House Speaker, John Boehner, has on a number of occasions
said that he would only allow a vote in the House to extend unemployment benefits if they could be paid for by cuts in non-defense, domestic spending (food stamps, WIC, School Lunch, EITC, Medicare, roads improvement, etc.).
However, a new poll indicates that his opinion is probably
not shared by a majority of Democrats, Republicans or Independents. The poll, released
in early December by Public Policy Polling, surveyed voters in four
congressional districts, including Speaker Boehner’s and found a solid majority
in all of them supporting a bill with a clean increase in benefits, not connected to cuts in
others to get there. For Democrats, the average was in the mid-seventies, for
Republicans it was in the mid-fifties, and for independents, the low sixties. The
numbers for Speaker Boehner’s district was 85 percent for Democrats, 52 percent
for Republicans, and 61% percent for independents. Closer with Republicans, but
in all three groups in his home district, his position was in the minority.
The average for all voters in all of the polled districts
was in the high sixties. That’s a very an extremely high percentage support for
an issue that the Speaker says does not have public support.

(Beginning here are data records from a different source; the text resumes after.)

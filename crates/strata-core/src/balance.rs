//! Economy tuning constants.
//!
//! Every balance knob lives here so designers have one place to look.
//! Changing any of these changes observable progression pacing but not
//! engine semantics.

/// Upgrade cost of the first shaft, and the base of the shaft-unlock
/// cost curve.
pub const INITIAL_SHAFT_COST: f64 = 100.0;

/// Initial elevator upgrade cost.
pub const INITIAL_ELEVATOR_COST: f64 = 500.0;

/// Initial warehouse upgrade cost.
pub const INITIAL_WAREHOUSE_COST: f64 = 1000.0;

/// Geometric growth applied to a stage's upgrade cost on every upgrade.
pub const COST_GROWTH: f64 = 1.7;

/// Geometric growth applied to a stage's output per level.
pub const PRODUCTION_GROWTH: f64 = 1.3;

/// Base output coefficient per shaft level-worker unit (ore/sec).
pub const SHAFT_BASE_RATE: f64 = 10.0;

/// Base elevator throughput coefficient (ore/sec).
pub const ELEVATOR_BASE_RATE: f64 = 20.0;

/// Base warehouse throughput coefficient (ore/sec).
pub const WAREHOUSE_BASE_RATE: f64 = 30.0;

/// Base cost of hiring a worker, before the per-shaft and per-worker
/// scaling. Hire cost is `10^shaft_id * BASE_HIRE_COST * 1.5^workers`.
pub const BASE_HIRE_COST: f64 = 500.0;

/// Per-worker geometric growth of the hire cost.
pub const HIRE_COST_GROWTH: f64 = 1.5;

/// Per-shaft geometric growth of a newly unlocked shaft's first
/// upgrade cost: shaft `n` starts at `INITIAL_SHAFT_COST * 1.5^n`.
pub const NEW_SHAFT_COST_GROWTH: f64 = 1.5;

/// Final damping applied to realized production. Keeps pacing slightly
/// below the raw pipeline minimum.
pub const PRODUCTION_DAMPING: f64 = 0.9;

/// Offline gaps at or under this many seconds earn nothing, so rapid
/// session toggling is not rewarded.
pub const OFFLINE_THRESHOLD_SECS: f64 = 60.0;

/// Spendable-currency price of a per-shaft drill boost.
pub const SHAFT_BOOST_COST: f64 = 5000.0;

/// Output multiplier of a purchased per-shaft drill boost.
pub const SHAFT_BOOST_MULTIPLIER: f64 = 2.0;

/// Duration of a purchased per-shaft drill boost, in milliseconds.
pub const SHAFT_BOOST_DURATION_MS: u64 = 60 * 60 * 1000;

The poll also asked if the respondent would be more or less
likely to vote for the Congressperson next year and the response in every
district, again, including the Speaker’s, was up for less likely and down for
more likely. In a “normal” America, that would cause some office holders to be
concerned, but today with gerrymandering having locked in all four of the seats surveyed as Republican-only
seats, they are not concerned. While the percentage of voters saying that they
would be likely to vote for the incumbent has gone up, most of those are
Democrats and Independents, whose votes don’t count.